Again, Roku is a hardware device, not a streaming service like Sling TV (which is available on Roku and many other devices). It gets worse:
The smaller HDMI-based “sticks,” e.g. Google Chromecast, Roku’s Streaming Stick and Amazon Fire TV Stick, have smaller profiles and can make your TV smarter, but offer lower processing power and lack additional features including WiFi capabilities (Fire TV Stick) and motion sensors for gaming (Roku Streaming Stick).
All of those devices support Wi-Fi, so that’s another a basic factual error. And unless Cox’s cable boxes support motion-control gaming, I’m not even sure why the Roku stick’s lack of gaming is even relevant.

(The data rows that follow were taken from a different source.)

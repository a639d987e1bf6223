//! Session data: roles, the cached user, and the request payloads that create a session

use derive_more::Display;
use serde::{Deserialize, Serialize};

/// Account role, fixed for the lifetime of a session
#[derive(Debug, Clone, Copy, PartialEq, Eq, Hash, Serialize, Deserialize, Display)]
#[serde(rename_all = "lowercase")]
pub enum Role {
    #[display("freelancer")]
    Freelancer,
    #[display("recruiter")]
    Recruiter,
}

impl Role {
    pub const ALL: [Role; 2] = [Role::Freelancer, Role::Recruiter];

    pub fn as_str(&self) -> &'static str {
        match self {
            Role::Freelancer => "freelancer",
            Role::Recruiter => "recruiter",
        }
    }

    pub fn display_name(&self) -> &'static str {
        match self {
            Role::Freelancer => "Freelancer",
            Role::Recruiter => "Recruiter",
        }
    }
}

impl std::str::FromStr for Role {
    type Err = String;

    fn from_str(s: &str) -> Result<Self, Self::Err> {
        match s {
            "freelancer" => Ok(Role::Freelancer),
            "recruiter" => Ok(Role::Recruiter),
            _ => Err(format!("Invalid role: {}", s)),
        }
    }
}

/// Snapshot of the authenticated principal as returned by the backend.
///
/// The backend names the role field `user_type`; `role` is accepted as well.
#[derive(Debug, Clone, PartialEq, Serialize, Deserialize)]
pub struct User {
    pub id: i64,
    #[serde(default)]
    pub username: String,
    #[serde(default)]
    pub email: String,
    #[serde(default, skip_serializing_if = "Option::is_none")]
    pub first_name: Option<String>,
    #[serde(default, skip_serializing_if = "Option::is_none")]
    pub last_name: Option<String>,
    #[serde(rename = "user_type", alias = "role")]
    pub role: Role,
}

impl User {
    /// Human readable name: full name, then username, then email
    pub fn display_name(&self) -> String {
        let full_name = [self.first_name.as_deref(), self.last_name.as_deref()]
            .into_iter()
            .flatten()
            .map(str::trim)
            .filter(|part| !part.is_empty())
            .collect::<Vec<_>>()
            .join(" ");

        if !full_name.is_empty() {
            full_name
        } else if !self.username.trim().is_empty() {
            self.username.clone()
        } else if !self.email.trim().is_empty() {
            self.email.clone()
        } else {
            format!("User #{}", self.id)
        }
    }

    /// Single letter for avatar badges
    pub fn initial(&self) -> char {
        self.display_name()
            .chars()
            .next()
            .map(|c| c.to_ascii_uppercase())
            .unwrap_or('?')
    }
}

/// Tokens plus cached identity of one signed-in user
#[derive(Debug, Clone, PartialEq)]
pub struct Session {
    pub access_token: String,
    pub refresh_token: String,
    pub user: User,
}

/// Login payload
#[derive(Debug, Clone, Serialize)]
pub struct Credentials {
    pub email: String,
    pub password: String,
}

impl Credentials {
    pub fn new(email: impl Into<String>, password: impl Into<String>) -> Self {
        Self {
            email: email.into(),
            password: password.into(),
        }
    }
}

/// Account registration payload
#[derive(Debug, Clone, Serialize)]
pub struct Registration {
    pub username: String,
    pub email: String,
    pub password: String,
    pub first_name: String,
    pub last_name: String,
    pub user_type: Role,
}

#[cfg(test)]
mod tests {
    use super::*;
    use serde_json::json;

    #[test]
    fn test_user_accepts_backend_shape() {
        let user: User = serde_json::from_value(json!({
            "id": 7,
            "username": "ada",
            "email": "ada@example.com",
            "first_name": "Ada",
            "last_name": "Lovelace",
            "user_type": "recruiter",
            "is_active": 1
        }))
        .unwrap();

        assert_eq!(user.id, 7);
        assert_eq!(user.role, Role::Recruiter);
        assert_eq!(user.display_name(), "Ada Lovelace");
    }

    #[test]
    fn test_user_accepts_minimal_shape_with_role_field() {
        let user: User = serde_json::from_value(json!({"id": 1, "role": "freelancer"})).unwrap();

        assert_eq!(user.role, Role::Freelancer);
        assert_eq!(user.username, "");
        assert_eq!(user.display_name(), "User #1");
        assert_eq!(user.initial(), 'U');
    }

    #[test]
    fn test_user_rejects_unknown_role() {
        let result = serde_json::from_value::<User>(json!({"id": 1, "user_type": "admin"}));
        assert!(result.is_err());
    }

    #[test]
    fn test_display_name_fallbacks() {
        let mut user: User =
            serde_json::from_value(json!({"id": 3, "user_type": "freelancer"})).unwrap();
        user.email = "grace@example.com".to_string();
        assert_eq!(user.display_name(), "grace@example.com");

        user.username = "grace".to_string();
        assert_eq!(user.display_name(), "grace");

        user.first_name = Some("Grace".to_string());
        user.last_name = Some("  ".to_string());
        assert_eq!(user.display_name(), "Grace");
        assert_eq!(user.initial(), 'G');
    }

    #[test]
    fn test_user_serializes_role_as_user_type() {
        let user: User = serde_json::from_value(json!({"id": 1, "role": "freelancer"})).unwrap();
        let value = serde_json::to_value(&user).unwrap();

        assert_eq!(value["user_type"], "freelancer");
        assert!(value.get("role").is_none());
        assert!(value.get("first_name").is_none());
    }

    #[test]
    fn test_role_strings() {
        for role in Role::ALL {
            assert_eq!(role.as_str().parse::<Role>(), Ok(role));
            assert_eq!(role.to_string(), role.as_str());
        }
        assert_eq!("admin".parse::<Role>(), Err("Invalid role: admin".to_string()));
        assert_eq!(Role::Recruiter.display_name(), "Recruiter");
    }

    #[test]
    fn test_registration_serializes_user_type() {
        let registration = Registration {
            username: "sam".to_string(),
            email: "sam@example.com".to_string(),
            password: "Secret#123".to_string(),
            first_name: "Sam".to_string(),
            last_name: "Hill".to_string(),
            user_type: Role::Freelancer,
        };
        let value = serde_json::to_value(&registration).unwrap();

        assert_eq!(value["user_type"], "freelancer");
        assert_eq!(value["email"], "sam@example.com");
    }
}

Finally, we get into straight-up condescension:
What’s more, setting up hardware-based over-the-top services can be troublesome: choosing the correct inputs and syncing your TV volume control across all the remotes can be challenging. And speaking of remotes, do you really want another one sitting on the coffee table? Or potentially getting lost between the couch cushions? A lost remote could mean no access to Netflix, Hulu Plus or HBO Go.
I’ll grant that juggling multiple remotes is a hassle, but it’s becoming less so now that devices like the new Apple TV and Nvidia Shield Android TV have volume controls built into their remotes. And I’m sorry, but plugging a box into a TV’s HDMI port and selecting the corresponding input on the TV is a basic technological skill that people ought to have. If Cox’s point about remotes is that the cable box’s version is too clunky to lose in a couch cushion, I’m prepared to concede that as well.
Oddly enough, Cox didn’t even mention its strongest point against cord cutting, which is that the company imposes data caps and overage charges. Perhaps that would come a bit to close to admitting that such caps are more of a revenge tactic against cord cutting than a necessity.
Look, I’ll be the first to admit that cutting the cord doesn’t guarantee some utopian TV experience. There are many unsolved problems in streaming video, from surfacing content across apps to ensuring reliable delivery during peak demand. Cutting the cord won’t even save money in all cases, especially if you depend on a lot of specific cable channels.
But as time goes on, more people will be served by a smaller number of streaming alternatives finely tuned to their interests. Cox knows exactly what the future holds, and just showed us how desperate the company is to delay what’s coming. Maybe that’s why all traces of the article have vanished from Cox’s site.